Ein virtueller Probekörper wird generiert, in dem eine gewünschte Anzahl von Kugeln verschiedener Größe durchmischt und geschüttet werden, so dass sich als Ergebnis des Preprocessings der generierte Betonprobekörper ergibt. Die verwendeten Partikelradien orientieren sich dabei an einer realen Sieblinie des Betons, repräsentieren also Zuschlag- bzw. Gesteinskörner unterschiedlicher Größe. Werden demgegenüber alle Partikel in derselben Größe generiert, ergibt sich hieraus stets eine hexagonale Partikelanordnung als dichteste Packung. Diese Vereinfachung im Partikelmodell reduziert den Rechenaufwand erheblich. Mit dieser vereinfachten Modellvariante wurden Simulationsrechnungen mit einaxialer Zugbeanspruchung unter verschiedenen Belastungsgeschwindigkeiten durchgeführt und die Rissentstehung und das Risswachstum untersucht. Bei den Untersuchungen stand besonders im Fokus, ob sich ein Riss um ein in einer Zementmatrix befindliches einzelnes Zuschlagkorn herum fortsetzt oder durch das Zuschlagkorn hindurch, ob also das Zuschlagkorn infolge der Belastung bestehen bleibt oder zerbricht. Die Simulation zeigt, dass sich bei geringerer Belastungsgeschwindigkeit der Riss um das Zuschlag- bzw. Gesteinskorn herum fortpflanzt, wohingegen der Riss bei hoher Belastungsgeschwindigkeit durch das Zuschlagkorn hindurchgeht und das Zuschlagkorn zerbricht.
Bericht im Jahrbuch 2018
DEM - KONTINUIERLICH DISKONTINUIERLICH
Die uns umgebende Welt ist diskontinuierlich, voller Lücken und diskret, das Kontinuum nur eine – allerdings sehr praktische – Vereinfachung. Dabei erfordert diese Vereinfachung einen umfangreichen mathematischen Apparat und einen enormen Sachverstand, um auch nur einfachste Geometrien und Materialannahmen numerisch abbilden zu können. Vielfach, nein: in aller Regel ist man am Ende doch wieder darauf angewiesen, Raum und Zeit zu diskretisieren und dem Computer die Lösung der Gleichungen zu überlassen.

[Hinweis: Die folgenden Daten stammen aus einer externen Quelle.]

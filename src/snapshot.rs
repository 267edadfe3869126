//! An in-memory [GraphQuery] over a static set of pages.
//!
//! Snapshots can be built in code or loaded from JSON/TOML, which keeps resolution testable
//! without a host and lets the CLI print trees from an exported graph:
//!
//! ```toml
//! [pages."Projects"]
//! block_properties = { quick-filters = '"1 [[Active]], [[Archive]]"' }
//!
//! [pages."Projects/Launch"]
//! properties = { fixed = 0, icon = "🚀" }
//!
//! [pages."Weekly review"]
//! tags = ["Projects"]
//! ```
use serde::{Deserialize, Serialize};
use serde_json::Value;
use std::{collections::BTreeMap, path::Path};
use uuid::Uuid;

use crate::{
    config::{get_content, DEFAULT_HIERARCHY_PROPERTY},
    properties::{DefinitionBlock, PageRecord, NAMESPACE_SEP},
    query::{GraphQuery, QUICK_FILTERS_PROPERTY},
    FavTreeError,
};

/// One page of a [GraphSnapshot].
#[derive(Debug, Clone, Default, PartialEq, Serialize, Deserialize)]
#[serde(default)]
pub struct PageSpec {
    /// Derived from the page name when absent.
    pub uuid: Option<Uuid>,
    pub tags: Vec<String>,
    pub properties: BTreeMap<String, Value>,
    /// Properties of the page's pre-block, stored raw the way the host keeps them.
    pub block_properties: BTreeMap<String, String>,
}

impl PageSpec {
    pub fn tags(mut self, tags: &[&str]) -> PageSpec {
        self.tags = tags.iter().map(|t| t.to_string()).collect();
        self
    }

    pub fn property<V: Into<Value>>(mut self, key: &str, value: V) -> PageSpec {
        self.properties.insert(key.to_string(), value.into());
        self
    }

    /// Set the raw `quick-filters` value of the pre-block.
    pub fn quick_filters(mut self, raw: &str) -> PageSpec {
        self.block_properties
            .insert(QUICK_FILTERS_PROPERTY.to_string(), raw.to_string());
        self
    }
}

#[derive(Debug, Clone, Default, PartialEq, Serialize, Deserialize)]
#[serde(default)]
pub struct GraphSnapshot {
    /// Pages keyed by original name.
    pub pages: BTreeMap<String, PageSpec>,
}

fn page_uuid(name: &str, spec: &PageSpec) -> Uuid {
    spec.uuid
        .unwrap_or_else(|| Uuid::new_v5(&Uuid::NAMESPACE_OID, name.to_lowercase().as_bytes()))
}

fn pre_block_uuid(page_uuid: &Uuid) -> Uuid {
    Uuid::new_v5(page_uuid, b"pre-block")
}

fn matches_name(value: &Value, name: &str) -> bool {
    match value {
        Value::String(s) => s.to_lowercase() == name,
        Value::Array(items) => items
            .iter()
            .any(|v| v.as_str().is_some_and(|s| s.to_lowercase() == name)),
        _ => false,
    }
}

impl GraphSnapshot {
    pub fn from_json_str(content: &str) -> Result<GraphSnapshot, FavTreeError> {
        Ok(serde_json::from_str(content)?)
    }

    pub fn from_toml_str(content: &str) -> Result<GraphSnapshot, FavTreeError> {
        Ok(toml::from_str(content)?)
    }

    /// Load a snapshot file; `.toml` files are read as TOML, anything else as JSON.
    pub fn load<P: AsRef<Path>>(path: P) -> Result<GraphSnapshot, FavTreeError> {
        let content = get_content(path.as_ref())?;
        match path.as_ref().extension().and_then(|e| e.to_str()) {
            Some("toml") => GraphSnapshot::from_toml_str(&content),
            _ => GraphSnapshot::from_json_str(&content),
        }
    }

    pub fn add_page(&mut self, name: &str) -> Uuid {
        self.add_page_with(name, PageSpec::default())
    }

    pub fn add_tagged_page(&mut self, name: &str, tags: &[&str]) -> Uuid {
        self.add_page_with(name, PageSpec::default().tags(tags))
    }

    pub fn add_page_with(&mut self, name: &str, spec: PageSpec) -> Uuid {
        let uuid = page_uuid(name, &spec);
        self.pages.insert(name.to_string(), spec);
        uuid
    }

    fn record(name: &str, spec: &PageSpec) -> PageRecord {
        let mut record = PageRecord::new(page_uuid(name, spec), name);
        record.properties = spec.properties.clone();
        record
    }

    fn find(&self, page: &str) -> Option<(&String, &PageSpec)> {
        self.pages
            .iter()
            .find(|(name, _)| name.to_lowercase() == page)
    }

    fn definition_block(name: &str, spec: &PageSpec) -> Option<DefinitionBlock> {
        if spec.block_properties.is_empty() {
            return None;
        }
        let page_uuid = page_uuid(name, spec);
        Some(DefinitionBlock {
            block_uuid: pre_block_uuid(&page_uuid),
            page_uuid,
        })
    }
}

impl GraphQuery for GraphSnapshot {
    async fn find_namespace_children(&self, page: &str) -> Result<Vec<PageRecord>, FavTreeError> {
        Ok(self
            .pages
            .iter()
            .filter(|(name, _)| {
                let lower = name.to_lowercase();
                lower
                    .rfind(NAMESPACE_SEP)
                    .is_some_and(|idx| lower[..idx] == *page)
            })
            .map(|(name, spec)| GraphSnapshot::record(name, spec))
            .collect())
    }

    async fn find_tagged_children(
        &self,
        page: &str,
        hierarchy_property: &str,
    ) -> Result<Vec<PageRecord>, FavTreeError> {
        Ok(self
            .pages
            .iter()
            .filter(|(_, spec)| {
                if hierarchy_property == DEFAULT_HIERARCHY_PROPERTY {
                    spec.tags.iter().any(|t| t.to_lowercase() == page)
                } else {
                    spec.properties
                        .get(hierarchy_property)
                        .is_some_and(|v| matches_name(v, page))
                }
            })
            .map(|(name, spec)| GraphSnapshot::record(name, spec))
            .collect())
    }

    async fn get_definition_block_for(
        &self,
        page: &str,
    ) -> Result<Option<DefinitionBlock>, FavTreeError> {
        Ok(self
            .find(page)
            .and_then(|(name, spec)| GraphSnapshot::definition_block(name, spec)))
    }

    async fn get_block_property(
        &self,
        block: &DefinitionBlock,
        name: &str,
    ) -> Result<Option<String>, FavTreeError> {
        Ok(self
            .pages
            .iter()
            .find(|(page, spec)| page_uuid(page, spec) == block.page_uuid)
            .and_then(|(_, spec)| spec.block_properties.get(name).cloned()))
    }
}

Die Methode der diskreten Elemente (DEM) gehört zur Kategorie der partikelbasierten Methoden. Sie vermeidet den „Umweg“ über die Kontinuumsmechanik und arbeitet direkt mit den der Teilchen-Teilchen-Wechselwirkung zugrundeliegenden Phänomenen. Die Newtonschen Bewegungsgleichungen bilden dabei gleichsam das Fundament, auf dem und um das herum geeignete Bausteine zur Beschreibung von Formschluss, Kohäsion und Reibung angeordnet werden. Kinematik und Dynamik sind hier keine hinzuzufügenden „Features“, sondern inhärenter Teil der Methode.
Im Spallationsversuch – der kurzen, schockartigen Belastung eines Festkörpers mit bekannten statischen Materialeigenschaften durch einen Impaktor oder ein Projektil – treffen die verschiedenen Welten aufeinander: die körnige und die kontinuierliche, die statische und die dynamische. Er stellt eine Schnittstelle dar zwischen der diskreten mesoskopischen Ebene von Zementmatrix und Zuschlagkorn und der makroskopischen Welt, in der wir leben und bauen. Gleichzeitig ist er ein ausgezeichnetes Versuchsfeld zum Studium unterschiedlicher numerischer Methoden.
Der virtuelle Spallationsversuch war einer der Schwerpunkte dieses von der Deutschen Forschungsgemeinschaft geförderten Projekts. Die einzelnen Schritte der Simulation bestehen dabei zunächst in der Generierung des virtuellen Probekörpers („Mischen“ und „Aushärten“) und der Modellierung der anderen am virtuellen Experiment beteiligten Objekte. Anschließend werden der Simulationsraum konfiguriert und die Objekte darin positioniert und initialisiert („Einspannen“, „Laden“). Wie im Labor versetzt man sich daraufhin in die Rolle des Beobachters und verzeichnet die im Simulationsraum sich ergebenden Phänomene („Messen“). Auf diese Weise hoffen wir, das Laborexperiment besser verstehen zu können, Nicht-Sichtbares sichtbar zu machen und weitere reale oder virtuelle Experimente besser planen zu können.
Bericht im Jahrbuch 2017
EIN EFFEKT, DER KEINER SEIN SOLL – UND DER MANN MIT DEN ZWEI UHREN
Postuliert, experimentell bestätigt, dann wieder zum bloßen Mythos erklärt – der sogenannte Dehnrateneffekt ist Streitthema sowohl unter Theoretikern als auch unter praktisch tätigen Ingenieuren. Gemeint ist die vermeintliche oder tatsächliche Festigkeitssteigerung von Beton bei hohen Belastungsgeschwin-digkeiten, wie sie in Anprall- und Impaktsituationen auftreten.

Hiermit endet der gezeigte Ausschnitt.